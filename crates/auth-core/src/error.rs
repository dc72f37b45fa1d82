//! Error types for authentication operations

use thiserror::Error;

#[derive(Debug, Error)]
pub enum AuthError {
    /// The key text is not a PEM block, or its payload is not a parseable key
    #[error("Invalid private key format: {0}")]
    KeyFormat(String),

    /// The PKCS#8 payload holds a key of another algorithm
    #[error("Unsupported private key type: {0}")]
    KeyType(String),

    #[error("Private key not configured")]
    SigningKeyMissing,

    #[error("Failed to sign token: {0}")]
    Signing(String),

    #[error("Invalid token lifetime: {0}")]
    InvalidTtl(String),

    #[error("Credentials not configured: {0}")]
    NotConfigured(String),
}

pub type Result<T> = std::result::Result<T, AuthError>;
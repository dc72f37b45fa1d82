//! Voice API request and response types

use chrono::{DateTime, Utc};
use serde::{Deserialize, Serialize};
use std::fmt;

use crate::ncco::{DEFAULT_EVENT_METHOD, Ncco};

#[derive(Debug, Clone, Copy, PartialEq, Eq, Serialize, Deserialize)]
#[serde(rename_all = "lowercase")]
pub enum EndpointType {
    Phone,
    Sip,
    Websocket,
    Vbc,
}

/// One side of a call
#[derive(Debug, Clone, PartialEq, Eq, Serialize, Deserialize)]
pub struct Endpoint {
    #[serde(rename = "type")]
    pub kind: EndpointType,
    #[serde(default, skip_serializing_if = "Option::is_none")]
    pub number: Option<String>,
    #[serde(default, skip_serializing_if = "Option::is_none")]
    pub uri: Option<String>,
    /// Audio format of a websocket endpoint, e.g. `audio/l16;rate=16000`
    #[serde(rename = "content-type", default, skip_serializing_if = "Option::is_none")]
    pub content_type: Option<String>,
    #[serde(default, skip_serializing_if = "Option::is_none")]
    pub extension: Option<String>,
}

impl Endpoint {
    fn of(kind: EndpointType) -> Self {
        Self {
            kind,
            number: None,
            uri: None,
            content_type: None,
            extension: None,
        }
    }

    pub fn phone(number: impl Into<String>) -> Self {
        Self {
            number: Some(number.into()),
            ..Self::of(EndpointType::Phone)
        }
    }

    pub fn sip(uri: impl Into<String>) -> Self {
        Self {
            uri: Some(uri.into()),
            ..Self::of(EndpointType::Sip)
        }
    }

    pub fn websocket(uri: impl Into<String>, content_type: impl Into<String>) -> Self {
        Self {
            uri: Some(uri.into()),
            content_type: Some(content_type.into()),
            ..Self::of(EndpointType::Websocket)
        }
    }

    pub fn vbc(extension: impl Into<String>) -> Self {
        Self {
            extension: Some(extension.into()),
            ..Self::of(EndpointType::Vbc)
        }
    }
}

/// Body of `POST /v1/calls`
#[derive(Debug, Clone, PartialEq, Serialize)]
pub struct CreateCallRequest {
    pub to: Vec<Endpoint>,
    pub from: Endpoint,
    #[serde(skip_serializing_if = "Option::is_none")]
    pub ncco: Option<Ncco>,
    #[serde(skip_serializing_if = "Option::is_none")]
    pub answer_url: Option<Vec<String>>,
    #[serde(skip_serializing_if = "Option::is_none")]
    pub answer_method: Option<String>,
    #[serde(skip_serializing_if = "Option::is_none")]
    pub event_url: Option<Vec<String>>,
    #[serde(skip_serializing_if = "Option::is_none")]
    pub event_method: Option<String>,
}

/// What the caller asks for when placing a call
#[derive(Debug, Clone, PartialEq)]
pub struct CreateCallOptions {
    pub to: Endpoint,
    /// Defaults to the client's configured phone number
    pub from: Option<Endpoint>,
    /// Used instead of `answer_url` when set
    pub ncco: Option<Ncco>,
    pub answer_url: Option<String>,
    pub answer_method: Option<String>,
    pub event_url: Option<String>,
    pub event_method: Option<String>,
}

impl CreateCallOptions {
    pub fn new(to: Endpoint) -> Self {
        Self {
            to,
            from: None,
            ncco: None,
            answer_url: None,
            answer_method: None,
            event_url: None,
            event_method: None,
        }
    }

    pub fn with_from(mut self, from: Endpoint) -> Self {
        self.from = Some(from);
        self
    }

    pub fn with_ncco(mut self, ncco: Ncco) -> Self {
        self.ncco = Some(ncco);
        self
    }

    pub fn with_answer_url(mut self, url: impl Into<String>) -> Self {
        self.answer_url = Some(url.into());
        self
    }

    pub fn with_answer_method(mut self, method: impl Into<String>) -> Self {
        self.answer_method = Some(method.into());
        self
    }

    pub fn with_event_url(mut self, url: impl Into<String>) -> Self {
        self.event_url = Some(url.into());
        self
    }

    pub fn with_event_method(mut self, method: impl Into<String>) -> Self {
        self.event_method = Some(method.into());
        self
    }

    /// Resolve into a request body with `from` as the fallback caller.
    ///
    /// An inline NCCO replaces the answer URL. Callback methods default to
    /// POST when their URL is in play.
    pub fn into_request(self, from: Endpoint) -> CreateCallRequest {
        let (answer_url, answer_method) = if self.ncco.is_some() {
            (None, None)
        } else {
            (
                self.answer_url.map(|url| vec![url]),
                Some(self.answer_method.unwrap_or_else(|| DEFAULT_EVENT_METHOD.to_string())),
            )
        };

        let event_method = self
            .event_url
            .as_ref()
            .map(|_| self.event_method.unwrap_or_else(|| DEFAULT_EVENT_METHOD.to_string()));

        CreateCallRequest {
            to: vec![self.to],
            from: self.from.unwrap_or(from),
            ncco: self.ncco,
            answer_url,
            answer_method,
            event_url: self.event_url.map(|url| vec![url]),
            event_method,
        }
    }
}

#[derive(Debug, Clone, Copy, PartialEq, Eq, Serialize, Deserialize)]
#[serde(rename_all = "lowercase")]
pub enum CallStatus {
    Started,
    Ringing,
    Answered,
    Machine,
    Completed,
    Busy,
    Cancelled,
    Failed,
    Rejected,
    Timeout,
    Unanswered,
    #[serde(other)]
    Unknown,
}

impl CallStatus {
    /// The call is over and will not change again
    pub fn is_terminal(self) -> bool {
        matches!(
            self,
            CallStatus::Completed
                | CallStatus::Busy
                | CallStatus::Cancelled
                | CallStatus::Failed
                | CallStatus::Rejected
                | CallStatus::Timeout
                | CallStatus::Unanswered
        )
    }
}

impl fmt::Display for CallStatus {
    fn fmt(&self, f: &mut fmt::Formatter<'_>) -> fmt::Result {
        let s = match self {
            CallStatus::Started => "started",
            CallStatus::Ringing => "ringing",
            CallStatus::Answered => "answered",
            CallStatus::Machine => "machine",
            CallStatus::Completed => "completed",
            CallStatus::Busy => "busy",
            CallStatus::Cancelled => "cancelled",
            CallStatus::Failed => "failed",
            CallStatus::Rejected => "rejected",
            CallStatus::Timeout => "timeout",
            CallStatus::Unanswered => "unanswered",
            CallStatus::Unknown => "unknown",
        };
        write!(f, "{}", s)
    }
}

#[derive(Debug, Clone, Copy, PartialEq, Eq, Serialize, Deserialize)]
#[serde(rename_all = "lowercase")]
pub enum CallDirection {
    Inbound,
    Outbound,
    #[serde(other)]
    Unknown,
}

#[derive(Debug, Clone, PartialEq, Eq, Deserialize)]
pub struct CreateCallResponse {
    pub uuid: String,
    pub status: CallStatus,
    pub direction: CallDirection,
    pub conversation_uuid: String,
}

/// Result of `GET /v1/calls/{uuid}`
#[derive(Debug, Clone, PartialEq, Deserialize)]
pub struct CallInfo {
    pub uuid: String,
    pub status: CallStatus,
    pub direction: CallDirection,
    #[serde(default)]
    pub conversation_uuid: Option<String>,
    #[serde(default)]
    pub rate: Option<String>,
    #[serde(default)]
    pub price: Option<String>,
    #[serde(default)]
    pub duration: Option<String>,
    #[serde(default)]
    pub start_time: Option<DateTime<Utc>>,
    #[serde(default)]
    pub end_time: Option<DateTime<Utc>>,
    #[serde(default)]
    pub network: Option<String>,
    #[serde(default)]
    pub to: Option<Endpoint>,
    #[serde(default)]
    pub from: Option<Endpoint>,
}

/// Where a transferred call continues
#[derive(Debug, Clone, PartialEq, Serialize)]
pub struct TransferDestination {
    #[serde(rename = "type")]
    pub kind: &'static str,
    #[serde(skip_serializing_if = "Option::is_none")]
    pub url: Option<Vec<String>>,
    #[serde(skip_serializing_if = "Option::is_none")]
    pub ncco: Option<Ncco>,
}

impl TransferDestination {
    /// Fetch the next program from `url`
    pub fn url(url: impl Into<String>) -> Self {
        Self {
            kind: "ncco",
            url: Some(vec![url.into()]),
            ncco: None,
        }
    }

    pub fn inline(ncco: Ncco) -> Self {
        Self {
            kind: "ncco",
            url: None,
            ncco: Some(ncco),
        }
    }
}

/// Body of `PUT /v1/calls/{uuid}`
#[derive(Debug, Clone, PartialEq, Serialize)]
#[serde(tag = "action", rename_all = "lowercase")]
pub enum CallModification {
    Hangup,
    Mute,
    Unmute,
    Earmuff,
    Unearmuff,
    Transfer { destination: TransferDestination },
}

impl CallModification {
    pub fn name(&self) -> &'static str {
        match self {
            CallModification::Hangup => "hangup",
            CallModification::Mute => "mute",
            CallModification::Unmute => "unmute",
            CallModification::Earmuff => "earmuff",
            CallModification::Unearmuff => "unearmuff",
            CallModification::Transfer { .. } => "transfer",
        }
    }
}

/// Body of `PUT /v1/calls/{uuid}/talk`
#[derive(Debug, Clone, PartialEq, Serialize)]
pub struct TalkIntoCall {
    pub text: String,
    #[serde(skip_serializing_if = "Option::is_none")]
    pub voice_name: Option<String>,
    #[serde(skip_serializing_if = "Option::is_none")]
    pub language: Option<String>,
    #[serde(rename = "loop")]
    pub loop_count: u32,
}

/// Body of `PUT /v1/calls/{uuid}/stream`
#[derive(Debug, Clone, PartialEq, Serialize)]
pub struct StreamIntoCall {
    pub stream_url: Vec<String>,
    #[serde(rename = "loop")]
    pub loop_count: u32,
}
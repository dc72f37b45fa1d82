//! Error types for video session operations

use thiserror::Error;
use vonage_auth_core::AuthError;
use vonage_infra_common::ApiError;

#[derive(Debug, Error)]
pub enum SessionError {
    /// No record was ever cached under this id
    #[error("Session not found: {0}")]
    NotFound(String),

    /// A record existed but is past its expiry; create a new one
    #[error("Session expired: {0}")]
    Expired(String),

    #[error("Video API not configured: {0}")]
    NotConfigured(String),

    #[error(transparent)]
    Api(#[from] ApiError),

    #[error("Video API request failed: {0}")]
    Transport(String),

    #[error("Failed to decode video API response: {0}")]
    Decode(String),

    #[error(transparent)]
    Auth(#[from] AuthError),
}

pub type Result<T> = std::result::Result<T, SessionError>;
◇ ◇ ◇ ◇ ◇ ◇ ◇
■ HOW TO COMPLETE THIS TASK:
Among the lines above, please count those that contain the string "SessionError" and write the number by itself.

■ TASK RESULT:
2